LE11: Metamorfose Flashcards
Hoe noemen we het proces aarbij gesteente bloot aan het oppervlak komt te liggen?
Denudatie (ontbloting)
Welke drie verschillende geologische scenario’s kenn we die tot metamorfose leiden?
- Regionale metamorfose
- Thermo- of contactmetamorfose
- Hogedrukmetamorfose
Waardoor onderscheiden de verschillende metamorfose types zich van elkaar?
Bij hogedruk metamorfose worden egsteentes op een zo danige snelheid naar de diepte gebracht dat de temperatuursstijging achter blijft maar de druk snel toeneemt.
Bij thermometamorfose is het juist de temperatuursveranderring die een grote rol speelt, door heet magma van een grote diepte die hoger gelegen gesteente beinvloed.
Bij regionale metamorfose spelen zowel druk als temperatuur een centrale rol.
Welke twee koolstof polymorfen kennen we?
Grafiet en diamant.
Wat zijn kimberlieten?
Stollingsgesteenten die van grote diepte omhoog gekomen zijn.
Wat is de activerings energie voor de transitie van een mineraal?
De extra hoeveelheid energie die nodig is om een overgang van een vaste fase naar het andere teweeg te brengen, zoals van diamant naar grafiet.
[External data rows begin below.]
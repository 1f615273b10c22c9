//! On-demand control bar: play button, seek bar, times and full-screen toggle

use super::adapt_padding;
use crate::controller::{ControlComponent, ControlWrapper, VideoControl, VisibilityAnimation};
use crate::player::{MediaPlayerControl, PlayState, PlayerState};
use crate::utils::format_position;
use crate::window::ViewHandle;
use log::debug;

/// Resolution of the seek bar
pub const PROGRESS_MAX: u32 = 1000;

/// Buffered percentage treated as fully buffered
const FULL_BUFFER_PERCENT: u32 = 95;

pub struct VodControlView {
    view: ViewHandle,
    wrapper: Option<ControlWrapper>,
    show_bottom_progress: bool,
    dragging: bool,

    visible: bool,
    bottom_container_visible: bool,
    bottom_progress_visible: bool,
    seek_enabled: bool,
    progress: u32,
    secondary_progress: u32,
    current_time: String,
    total_time: String,
    play_selected: bool,
    full_screen_selected: bool,
    padding: (u32, u32),
}

impl VodControlView {
    pub fn new(view: ViewHandle) -> Self {
        Self {
            view,
            wrapper: None,
            show_bottom_progress: true,
            dragging: false,
            visible: false,
            bottom_container_visible: false,
            bottom_progress_visible: false,
            seek_enabled: false,
            progress: 0,
            secondary_progress: 0,
            current_time: format_position(0),
            total_time: format_position(0),
            play_selected: false,
            full_screen_selected: false,
            padding: (0, 0),
        }
    }

    /// Show a thin progress line while the bar is hidden, on by default
    pub fn show_bottom_progress(&mut self, show: bool) {
        self.show_bottom_progress = show;
    }

    pub fn toggle_play(&mut self) {
        if let Some(wrapper) = self.wrapper.as_mut() {
            wrapper.toggle_play();
        }
    }

    pub fn toggle_full_screen(&mut self) {
        if let Some(wrapper) = self.wrapper.as_mut() {
            wrapper.toggle_full_screen_with_rotation();
        }
    }

    /// The user grabbed the seek bar
    pub fn start_tracking(&mut self) {
        self.dragging = true;
        if let Some(wrapper) = self.wrapper.as_mut() {
            wrapper.stop_progress();
            wrapper.stop_fade_out();
        }
    }

    /// Preview the time under the thumb while dragging
    pub fn track(&mut self, progress: u32) {
        let Some(wrapper) = self.wrapper.as_ref() else { return };
        let position = Self::position_for(wrapper.duration(), progress);
        self.current_time = format_position(position);
    }

    /// The user released the seek bar at `progress`
    pub fn stop_tracking(&mut self, progress: u32) {
        let Some(wrapper) = self.wrapper.as_mut() else { return };
        let position = Self::position_for(wrapper.duration(), progress);
        debug!("Seek bar released at {}/{} -> {}ms", progress, PROGRESS_MAX, position);
        wrapper.seek_to(position);
        self.dragging = false;
        wrapper.start_progress();
        wrapper.start_fade_out();
    }

    fn position_for(duration: u64, progress: u32) -> u64 {
        duration * u64::from(progress.min(PROGRESS_MAX)) / u64::from(PROGRESS_MAX)
    }

    pub fn is_visible(&self) -> bool {
        self.visible
    }

    pub fn is_bottom_container_visible(&self) -> bool {
        self.bottom_container_visible
    }

    pub fn is_bottom_progress_visible(&self) -> bool {
        self.bottom_progress_visible
    }

    pub fn is_seek_enabled(&self) -> bool {
        self.seek_enabled
    }

    /// Seek bar value in `0..=PROGRESS_MAX`
    pub fn progress(&self) -> u32 {
        self.progress
    }

    pub fn secondary_progress(&self) -> u32 {
        self.secondary_progress
    }

    pub fn current_time(&self) -> &str {
        &self.current_time
    }

    pub fn total_time(&self) -> &str {
        &self.total_time
    }

    pub fn is_play_selected(&self) -> bool {
        self.play_selected
    }

    pub fn is_full_screen_selected(&self) -> bool {
        self.full_screen_selected
    }

    pub fn padding(&self) -> (u32, u32) {
        self.padding
    }
}

impl ControlComponent for VodControlView {
    fn attach(&mut self, wrapper: ControlWrapper) {
        self.wrapper = Some(wrapper);
    }

    fn view(&self) -> Option<ViewHandle> {
        Some(self.view)
    }

    fn on_play_state_changed(&mut self, state: PlayState) {
        let Some(wrapper) = self.wrapper.as_mut() else { return };
        match state {
            PlayState::Idle | PlayState::PlaybackCompleted => {
                self.visible = false;
                self.progress = 0;
                self.secondary_progress = 0;
            }
            PlayState::StartAbort | PlayState::Preparing | PlayState::Prepared | PlayState::Error => {
                self.visible = false;
            }
            PlayState::Playing => {
                self.play_selected = true;
                if self.show_bottom_progress {
                    let showing = wrapper.is_showing();
                    self.bottom_container_visible = showing;
                    self.bottom_progress_visible = !showing;
                } else {
                    self.bottom_container_visible = false;
                }
                self.visible = true;
                wrapper.start_progress();
            }
            PlayState::Paused => self.play_selected = false,
            PlayState::Buffering => {
                self.play_selected = wrapper.is_playing();
                wrapper.stop_progress();
            }
            PlayState::Buffered => {
                self.play_selected = wrapper.is_playing();
                wrapper.start_progress();
            }
        }
    }

    fn on_player_state_changed(&mut self, state: PlayerState) {
        match state {
            PlayerState::Normal => self.full_screen_selected = false,
            PlayerState::FullScreen => self.full_screen_selected = true,
            PlayerState::TinyScreen => {}
        }
        if let Some(wrapper) = self.wrapper.as_ref() {
            adapt_padding(wrapper, &mut self.padding);
        }
    }

    fn on_visibility_changed(&mut self, visible: bool, _animation: Option<VisibilityAnimation>) {
        self.bottom_container_visible = visible;
        if self.show_bottom_progress {
            self.bottom_progress_visible = !visible;
        }
    }

    fn on_lock_state_changed(&mut self, locked: bool) {
        self.on_visibility_changed(!locked, None);
    }

    fn set_progress(&mut self, position: u64, duration: u64) {
        if self.dragging {
            return;
        }

        if duration > 0 {
            self.seek_enabled = true;
            let ratio = position.min(duration) * u64::from(PROGRESS_MAX) / duration;
            self.progress = ratio as u32;
        } else {
            self.seek_enabled = false;
        }

        let buffered = self
            .wrapper
            .as_ref()
            .map(|w| w.buffered_percentage())
            .unwrap_or(0);
        self.secondary_progress = if buffered >= FULL_BUFFER_PERCENT {
            PROGRESS_MAX
        } else {
            buffered * 10
        };

        self.total_time = format_position(duration);
        self.current_time = format_position(position);
    }
}

#[cfg(test)]
mod tests {
    use super::*;
    use crate::controller::ControllerCommand;
    use crate::player::{PlayerCommand, ViewMessage};
    use crate::testing::WrapperProbe;

    fn attached(probe: &WrapperProbe) -> VodControlView {
        let mut view = VodControlView::new(ViewHandle(4));
        view.attach(probe.wrapper.clone());
        view
    }

    #[test]
    fn test_playing_starts_progress() {
        let probe = WrapperProbe::new();
        let mut view = attached(&probe);

        view.on_play_state_changed(PlayState::Playing);
        assert!(view.is_visible());
        assert!(view.is_play_selected());
        assert!(view.is_bottom_progress_visible());
        assert!(!view.is_bottom_container_visible());
        assert_eq!(
            probe.drain(),
            vec![ViewMessage::Controller(ControllerCommand::StartProgress)]
        );

        view.on_play_state_changed(PlayState::Buffering);
        assert_eq!(
            probe.drain(),
            vec![ViewMessage::Controller(ControllerCommand::StopProgress)]
        );
    }

    #[test]
    fn test_progress_and_buffer() {
        let probe = WrapperProbe::new();
        let mut view = attached(&probe);
        probe.player.write().buffered_percentage = 40;

        view.set_progress(50_000, 200_000);
        assert!(view.is_seek_enabled());
        assert_eq!(view.progress(), 250);
        assert_eq!(view.secondary_progress(), 400);
        assert_eq!(view.current_time(), "00:50");
        assert_eq!(view.total_time(), "03:20");

        probe.player.write().buffered_percentage = 96;
        view.set_progress(60_000, 200_000);
        assert_eq!(view.secondary_progress(), PROGRESS_MAX);

        view.set_progress(0, 0);
        assert!(!view.is_seek_enabled());
    }

    #[test]
    fn test_drag_seeks_on_release() {
        let probe = WrapperProbe::new();
        let mut view = attached(&probe);
        probe.player.write().duration = 120_000;

        view.start_tracking();
        view.set_progress(1_000, 120_000);
        assert_eq!(view.progress(), 0);

        view.track(500);
        assert_eq!(view.current_time(), "01:00");

        view.stop_tracking(750);
        assert_eq!(
            probe.drain(),
            vec![
                ViewMessage::Controller(ControllerCommand::StopProgress),
                ViewMessage::Controller(ControllerCommand::StopFadeOut),
                ViewMessage::Player(PlayerCommand::SeekTo(90_000)),
                ViewMessage::Controller(ControllerCommand::StartProgress),
                ViewMessage::Controller(ControllerCommand::StartFadeOut),
            ]
        );

        view.set_progress(90_000, 120_000);
        assert_eq!(view.progress(), 750);
    }

    #[test]
    fn test_idle_resets_bar() {
        let probe = WrapperProbe::new();
        let mut view = attached(&probe);
        view.set_progress(5_000, 10_000);
        view.on_play_state_changed(PlayState::Idle);
        assert!(!view.is_visible());
        assert_eq!(view.progress(), 0);
    }

    #[test]
    fn test_lock_hides_bar() {
        let probe = WrapperProbe::new();
        let mut view = attached(&probe);
        view.on_visibility_changed(true, Some(VisibilityAnimation::fade_in()));
        assert!(view.is_bottom_container_visible());

        view.on_lock_state_changed(true);
        assert!(!view.is_bottom_container_visible());
        assert!(view.is_bottom_progress_visible());
    }
}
Als we naar het fase-diagram van aragoniet en calciet kijken welk gesteente zullen we dan aan het aardoppervlak verwachten?
Calciet.
Welke conclusie kunnen we trekken uit punt A in het fasediagram van calciet en aragoniet? Er van uit gaand dat de metamorf aragoniet gevormd is op 20km diepte.
Dat de metamorf aragoniet niet voorkomt bij een hogere temperatuur dan 200 graden.
Wat zegt het voorkomen van stishoviet aan het aardoppervlak ons?
Dat er op een bepaald moment een hoge druk geheerst moet hebben aan het aardoppervlak. Dit kan bijvoorbeeld het geval geweest zijn bij een meteoriet inslag.
Wat is de meest voorkomende vorm van SiO2?
Kwarts.
Wat is de hogetempartuurvorm van de alluminiumsilicaten en wat de hogedrukvorm?
Sillimaniet is de hogetemperatuurvorm en kyaniet de hogedrukvorm.
Bij scheidingslein A en B wordt H2O vrijgemaakt hoe noemen we dit? Bij scheidingslijn C wordt CO2 vrijgemaakt hoe noemen we dit?
Dehydratie en decarbonatie.
Waarom kunnen we bij de fluide fase niet spreken van een vloeistof of gas als het gaat om H2O en CO2.
Omdat de temperatuur hier meestal boven de kritische waarde van H2O en CO2 liggen. 374 en 31 graden.
Indien we ergens een metamorf gesteente met aragoniet aantreffen, wat kunnen we dan concluderen met betrekking tot de thermische geschiedenis van dat gebied?
In figuur 11.3 is A het punt waar bij 200 °C en 20 kilometer diepte calciet en aragoniet met elkaar in evenwicht zijn. Bij een hogere temperatuur dan 200 oC zou calciet zijn gevormd. Aragoniet is dus gevormd op punt A, maar kan ook zijn gevormd op elk willekeurig punt, links van A. Want alles links van A valt immers in het stabiliteitsveld van aragoniet.
Over het Fasediagram van de aluminiumsilicaten kyaniet, andalusiet en sillimaniet.
Hoewel bovenstaande constateringen kwalitatief zeker opgaan, is de praktijk helaas iets minder eenvoudig dan het diagram suggereert. De resultaten van de experimenten in de verschillende laboratoria waarop de lijnen in het fasediagram zijn gebaseerd, stemmen niet altijd overeen.
Geef hiervoor een verklaring.
Ongetwijfeld speelt de factor tijd, nodig voor het bereiken van de mineraalevenwichten, een belangrijke rol.
Ook variaties in de chemische samenstelling van het gesteente blijken de posities van de lijnen in het fasediagram (figuur 11.5) te beïnvloeden.